The gap behind Finch's stall was not a passage.

It was a mistake in the market's bones.

Two sheets of corrugated metal leaned against the cracked support pillar, hiding a crawlspace between concrete, old drainage pipes, and the crushed side of a delivery van. Ethan had to turn sideways to fit. Eli slipped through easier, but even he kept one hand against the wall, as if expecting it to close on him.

Behind them, the tarp muffled the market.

Not enough.

"Check the back row!"

"Gray coat, west pillar!"

"Vena wants them alive!"

Eli looked at Ethan.

Ethan put one finger to his lips.

Finch moved ahead of them without hurry. That made Ethan trust her less. Anyone calm in a chase either had control of the place or had stopped caring whether people died in it.

She reached the rear of the crushed van and kicked twice.

A panel dropped inward.

Darkness opened.

"In," she said.

Eli stared. "That's a hole."

"Most exits are."

Ethan ducked first.

The space inside smelled of rubber, dust, and old oil. Someone had gutted the van and turned it into a hidden booth. A strip of covered light glowed red along the roof. Metal boxes lined the walls. Maps hung from wires. Tags, coins, folded notes, bullets, and sealed glass ampoules sat in labeled trays.

Eli climbed in after him.

Finch followed last and pulled the panel shut.

The shouting outside dulled to a low, angry weather.

For three breaths, no one spoke.

Then Finch lit a small lamp and sat on an overturned crate.

"Two water tabs for shelter," she said.

Ethan stayed standing. "You opened the door."

"And you entered it."

"You offered."

"You accepted."

Eli gave Ethan a look that said: I hate her already.

Ethan took one water tab from his pocket and tossed it to Finch.

She caught it without looking impressed.

"Half shelter," she said.

Ethan did not reach for another.

Finch smiled slightly. "Fine. Consider the rest credit. I collect credit with interest."

"We're leaving," Ethan said.

"Through Vena's people?"

"If needed."

"That would be brief."

Eli said, "You know everyone here?"

"No. I know what people want. That is more useful."

Finch turned her attention to him. Her eyes lingered on his sleeves, then moved away before the stare became bait.

"Little Furnace," she said.

The red light in the van seemed to shrink.

Eli's hand rose.

Ethan stepped between them. "Don't call him that."

Finch looked at Ethan now.

There it was.

The measuring look.

Not the greedy look from the bounty wall. Not the fear from people who had seen Eli's hands smoke. Finch watched as if she were reading a damaged document and looking for the missing lines.

"Interesting," she said.

Ethan said nothing.

"You objected faster than he did."

"He's a child."

"Children are sold here every week."

Eli's mouth tightened.

Finch leaned back. "That was not permission. That was context."

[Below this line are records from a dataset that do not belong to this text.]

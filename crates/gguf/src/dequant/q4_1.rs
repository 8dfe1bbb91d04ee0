//! Q4_1: like Q4_0 but with an independent bias alongside the scale instead
//! of a fixed recentering. Block layout: `f16` scale, `f16` min, then 16
//! nibble-pair bytes. `weight = scale * nibble + min`.

use super::{block_at, DequantSink};
use crate::error::Result;
use crate::half::half_to_f32;

const BLOCK_SIZE: usize = 32;
const BLOCK_BYTES: usize = 20;

pub fn decode(src: &[u8], count: usize, sink: &mut dyn DequantSink) -> Result<()> {
    let n_blocks = count.div_ceil(BLOCK_SIZE);
    let mut produced = 0;
    for b in 0..n_blocks {
        let block = block_at(src, b * BLOCK_BYTES, BLOCK_BYTES)?;
        let scale = half_to_f32(u16::from_le_bytes(block[0..2].try_into().unwrap()));
        let min = half_to_f32(u16::from_le_bytes(block[2..4].try_into().unwrap()));
        let nib = &block[4..20];
        let remaining = count - produced;
        let take = remaining.min(BLOCK_SIZE);
        for i in 0..take {
            let (byte_idx, is_high) = if i < 16 { (i, false) } else { (i - 16, true) };
            let byte = nib[byte_idx];
            let q = if is_high { byte >> 4 } else { byte & 0x0f };
            let weight = scale * q as f32 + min;
            sink.store(produced + i, weight);
        }
        produced += take;
    }
    Ok(())
}
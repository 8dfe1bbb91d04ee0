//! Q2_K: super-blocks of 256 weights split into 16 sub-blocks of 16.
//!
//! Layout (84 bytes): 16 bytes of packed sub-block scale/min nibbles
//! (`sm`), 64 bytes of packed 2-bit quants (`q`), an `f16` scale-of-scales,
//! and an `f16` scale-of-mins.
//!
//! Sub-block `b` has `scale = scale_of_scales * (sm[b] & 0xf)` and
//! `min = scale_of_mins * (sm[b] >> 4)`. Weight `i`'s 2-bit quant lives in
//! `q[(i % 32) + (i / 128) * 32]` at bit position `2 * ((i % 128) / 32)`.
//! `weight = quant * scale - min`.

use super::{block_at, DequantSink};
use crate::error::Result;
use crate::half::half_to_f32;

const SUPERBLOCK_SIZE: usize = 256;
const SUPERBLOCK_BYTES: usize = 84;

pub fn decode(src: &[u8], count: usize, sink: &mut dyn DequantSink) -> Result<()> {
    let n_super = count.div_ceil(SUPERBLOCK_SIZE);
    let mut produced = 0;
    for s in 0..n_super {
        let block = block_at(src, s * SUPERBLOCK_BYTES, SUPERBLOCK_BYTES)?;
        let sm = &block[0..16];
        let q = &block[16..80];
        let d = half_to_f32(u16::from_le_bytes(block[80..82].try_into().unwrap()));
        let m_all = half_to_f32(u16::from_le_bytes(block[82..84].try_into().unwrap()));

        let remaining = count - produced;
        let take = remaining.min(SUPERBLOCK_SIZE);
        for i in 0..take {
            let sub = i / 16;
            let scale = d * (sm[sub] & 0x0f) as f32;
            let min = m_all * (sm[sub] >> 4) as f32;
            let byte_index = (i % 32) + (i / 128) * 32;
            let bit_pos = 2 * ((i % 128) / 32);
            let quant = (q[byte_index] >> bit_pos) & 0x3;
            let weight = quant as f32 * scale - min;
            sink.store(produced + i, weight);
        }
        produced += take;
    }
    Ok(())
}

#[cfg(test)]
mod tests {
    use super::*;
    use crate::half::f32_to_half;

    #[test]
    fn decodes_one_superblock() {
        let mut block = vec![0u8; SUPERBLOCK_BYTES];
        // Sub-block 0: scale nibble 3, min nibble 1.
        block[0] = 0x13;
        block[80..82].copy_from_slice(&f32_to_half(1.0).to_le_bytes());
        block[82..84].copy_from_slice(&f32_to_half(1.0).to_le_bytes());
        // First byte of q carries weight 0's 2-bit quant in the low 2 bits.
        block[16] = 0b10; // quant = 2

        let mut out = [0f32; 256];
        decode(&block, 256, &mut out[..]).unwrap();
        assert_eq!(out[0], 2.0 * 3.0 - 1.0);
    }
}
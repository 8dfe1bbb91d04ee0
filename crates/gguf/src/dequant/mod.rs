//! Block-quantization decoders.
//!
//! Every decoder has the same shape: read fixed-size blocks out of `src`,
//! compute one `f32` weight at a time, and hand it to a [`DequantSink`]
//! rather than writing directly into a typed buffer. This lets the same
//! decoder feed an `f32` buffer, an `f16` buffer, or a `bf16` buffer without
//! three copies of the bit-unpacking logic — see `facade.rs` for the
//! dispatch that picks a decoder and a sink together.

use crate::error::{GgufError, Result};
use crate::half::{f32_to_brain, f32_to_half};
use crate::tensortype::TensorType;

mod bf16;
mod f16;
mod f32;
mod q2_k;
mod q4_0;
mod q4_1;
mod q4_k;
mod q6_k;
mod q8_0;

/// Receives decoded weights one at a time, in ascending index order.
pub trait DequantSink {
    fn store(&mut self, index: usize, value: f32);
}

impl DequantSink for [f32] {
    fn store(&mut self, index: usize, value: f32) {
        self[index] = value;
    }
}

/// Wraps an `f16`-bits buffer so decoders can write half-precision output
/// directly, without an intermediate `f32` pass.
pub struct F16Sink<'a>(pub &'a mut [u16]);

impl DequantSink for F16Sink<'_> {
    fn store(&mut self, index: usize, value: f32) {
        self.0[index] = f32_to_half(value);
    }
}

/// Wraps a `bf16`-bits buffer, analogous to [`F16Sink`].
pub struct Bf16Sink<'a>(pub &'a mut [u16]);

impl DequantSink for Bf16Sink<'_> {
    fn store(&mut self, index: usize, value: f32) {
        self.0[index] = f32_to_brain(value);
    }
}

/// Decode `count` weights of `tensor_type` from `src` into `sink`.
///
/// `src` must hold at least `tensor_type.payload_size(count)` bytes.
/// Returns `UnsupportedDecode` for any tensor type outside the decodable
/// set (`TensorType::is_decodable`).
pub fn decode(tensor_type: TensorType, src: &[u8], count: usize, sink: &mut dyn DequantSink) -> Result<()> {
    match tensor_type {
        TensorType::F32 => f32::decode(src, count, sink),
        TensorType::F16 => f16::decode(src, count, sink),
        TensorType::BF16 => bf16::decode(src, count, sink),
        TensorType::Q8_0 => q8_0::decode(src, count, sink),
        TensorType::Q4_0 => q4_0::decode(src, count, sink),
        TensorType::Q4_1 => q4_1::decode(src, count, sink),
        TensorType::Q2_K => q2_k::decode(src, count, sink),
        TensorType::Q4_K => q4_k::decode(src, count, sink),
        TensorType::Q6_K => q6_k::decode(src, count, sink),
        other => Err(GgufError::UnsupportedDecode(other.info().name)),
    }
}

/// Bounds-check a block read of `n` bytes at `offset` against `src`.
fn block_at(src: &[u8], offset: usize, n: usize) -> Result<&[u8]> {
    src.get(offset..offset + n).ok_or(GgufError::Truncated {
        offset,
        needed: n,
        available: src.len().saturating_sub(offset),
    })
}
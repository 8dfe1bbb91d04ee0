//! The memory-mapped GGUF reader: header validation, streaming key-value
//! iteration, and tensor-descriptor iteration.
//!
//! The context borrows directly into a `memmap2::Mmap`, so every name,
//! string value, and tensor payload handed back to the caller is a zero-copy
//! slice into the file. Cursor and counters live in `Cell`s: the mapping
//! itself is never mutated by the reader, so interior mutability lets
//! `next_key`/`next_tensor` take `&self` and return borrows tied to the
//! reader's own lifetime instead of requiring a self-referential struct.

use std::cell::Cell;
use std::fs::File;
use std::path::Path;

use memmap2::Mmap;

use crate::error::{GgufError, Result};
use crate::tensortype::TensorType;
use crate::valtype::ValueType;

/// Magic bytes at the start of every GGUF file: ASCII "GGUF".
pub const GGUF_MAGIC: [u8; 4] = *b"GGUF";
/// The only GGUF version this codec reads or writes.
pub const GGUF_VERSION: u32 = 3;
/// Tensor payloads are padded to a multiple of this many bytes unless
/// overridden by a `general.alignment` metadata entry.
pub const GGUF_DEFAULT_ALIGNMENT: u32 = 32;
/// Bound on array-of-arrays nesting depth, to protect against stack
/// exhaustion on malicious input (spec.md §9 Open Questions).
const MAX_ARRAY_DEPTH: u32 = 64;

const HEADER_SIZE: usize = 24;

/// Parsed fixed-size GGUF header.
#[derive(Debug, Clone, Copy)]
pub struct Header {
    pub version: u32,
    pub tensor_count: u64,
    pub metadata_kv_count: u64,
}

/// One borrowed key-value entry, positioned with its value unconsumed.
///
/// After receiving this from `next_key`, the caller must call
/// `GgufReader::consume_value` with `value_type` before advancing further —
/// the cursor is parked at the start of the value's bytes.
pub struct KvEntry<'a> {
    pub name: &'a [u8],
    pub value_type: ValueType,
}

impl<'a> KvEntry<'a> {
    /// The key as UTF-8, if it happens to be valid (GGUF keys are
    /// conventionally but not necessarily UTF-8).
    pub fn name_str(&self) -> Result<&'a str> {
        std::str::from_utf8(self.name).map_err(|_| GgufError::InvalidString)
    }
}

/// A single decoded primitive, borrowing string payloads from the mapped
/// file.
#[derive(Debug, Clone, Copy)]
pub enum PrimitiveValue<'a> {
    U8(u8),
    I8(i8),
    U16(u16),
    I16(i16),
    U32(u32),
    I32(i32),
    F32(f32),
    Bool(bool),
    Str(&'a [u8]),
    U64(u64),
    I64(i64),
    F64(f64),
}
//! Q8_0: blocks of 32 weights, each an `f16` scale followed by 32 signed
//! 8-bit quants. `weight = scale * quant`.

use super::{block_at, DequantSink};
use crate::error::Result;
use crate::half::half_to_f32;

const BLOCK_SIZE: usize = 32;
const BLOCK_BYTES: usize = 34;

pub fn decode(src: &[u8], count: usize, sink: &mut dyn DequantSink) -> Result<()> {
    let n_blocks = count.div_ceil(BLOCK_SIZE);
    let mut produced = 0;
    for b in 0..n_blocks {
        let block = block_at(src, b * BLOCK_BYTES, BLOCK_BYTES)?;
        let scale = half_to_f32(u16::from_le_bytes(block[0..2].try_into().unwrap()));
        let remaining = count - produced;
        let take = remaining.min(BLOCK_SIZE);
        for j in 0..take {
            let q = block[2 + j] as i8;
            sink.store(produced + j, scale * q as f32);
        }
        produced += take;
    }
    Ok(())
}
use gguf::{GgufMetadata, GgufReader, MetadataValue};

use crate::error::{CliError, Result};

const ARRAY_TRUNCATE_LEN: usize = 30;

pub fn run(args: &[String]) -> Result<()> {
    let path = args
        .first()
        .ok_or_else(|| CliError::Usage("show <file.gguf> [--verbose]".to_string()))?;
    let verbose = args.iter().any(|a| a == "--verbose");

    let reader = GgufReader::open(path)?;
    let header = reader.header();
    println!("version: {}", header.version);
    println!("metadata_kv_count: {}", header.metadata_kv_count);
    println!("tensor_count: {}", header.tensor_count);

    let meta = GgufMetadata::read_all(&reader)?;
    let mut keys: Vec<&str> = meta.iter().map(|(k, _)| k).collect();
    keys.sort_unstable();
    for key in keys {
        let value = meta.get(key).unwrap();
        println!("{key}: [{}] {}", type_name(value), format_value(value, verbose));
    }

    let mut total_weights: u128 = 0;
    let mut n_tensors = 0u64;
    while let Some(desc) = reader.next_tensor()? {
        let name = desc.name_str().unwrap_or("<invalid utf8>");
        println!(
            "{} {name} @{}, {} weights, {} bytes",
            desc.tensor_type.info().name,
            desc.absolute_offset,
            desc.num_weights,
            desc.payload_size
        );
        total_weights += desc.num_weights as u128;
        n_tensors += 1;
    }
    if n_tensors != header.tensor_count {
        eprintln!("warning: stopped after {n_tensors} of {} declared tensors (bad descriptor?)", header.tensor_count);
    }

    let billions = total_weights as f64 / 1.0e9;
    println!("total parameters: {total_weights} ({billions:.3}B)");
    Ok(())
}

fn type_name(value: &MetadataValue) -> &'static str {
    match value {
        MetadataValue::U8(_) => "uint8",
        MetadataValue::I8(_) => "int8",
        MetadataValue::U16(_) => "uint16",
        MetadataValue::I16(_) => "int16",
        MetadataValue::U32(_) => "uint32",
        MetadataValue::I32(_) => "int32",
        MetadataValue::F32(_) => "float32",
        MetadataValue::Bool(_) => "bool",
        MetadataValue::String(_) => "string",
        MetadataValue::U64(_) => "uint64",
        MetadataValue::I64(_) => "int64",
        MetadataValue::F64(_) => "float64",
        MetadataValue::Array(_) => "array",
    }
}

fn format_value(value: &MetadataValue, verbose: bool) -> String {
    match value {
        MetadataValue::String(s) => s.clone(),
        MetadataValue::Bool(b) => b.to_string(),
        MetadataValue::U8(v) => v.to_string(),
        MetadataValue::I8(v) => v.to_string(),
        MetadataValue::U16(v) => v.to_string(),
        MetadataValue::I16(v) => v.to_string(),
        MetadataValue::U32(v) => v.to_string(),
        MetadataValue::I32(v) => v.to_string(),
        MetadataValue::U64(v) => v.to_string(),
        MetadataValue::I64(v) => v.to_string(),
        MetadataValue::F32(v) => v.to_string(),
        MetadataValue::F64(v) => v.to_string(),
        MetadataValue::Array(items) => {
            let shown = if verbose { items.len() } else { items.len().min(ARRAY_TRUNCATE_LEN) };
            let rendered: Vec<String> = items[..shown].iter().map(|v| format_value(v, verbose)).collect();
            if shown < items.len() {
                format!("[{}, ... ({} more)]", rendered.join(", "), items.len() - shown)
            } else {
                format!("[{}]", rendered.join(", "))
            }
        }
    }
}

"Bad context," Eli muttered.

"Most context is."

Outside, footsteps passed close to the van. Someone struck the metal wall with the butt of a weapon.

Eli flinched.

Ethan did not move.

A man's voice came from outside. "Finch!"

She lifted one finger, warning them silent.

"Busy," she called.

"Vena says you're hiding goods."

"I hide many things. Be specific."

"The gray coat."

"I don't wear gray."

The man spat. "Open."

"No."

A pause.

Then, lower: "You want trouble?"

Finch's face did not change.

"From Vena? Always. It keeps her from thinking we're friends."

Metal scraped outside.

Ethan shifted his grip on the knife.

Finch noticed and shook her head once.

The man outside struck the van again, harder this time.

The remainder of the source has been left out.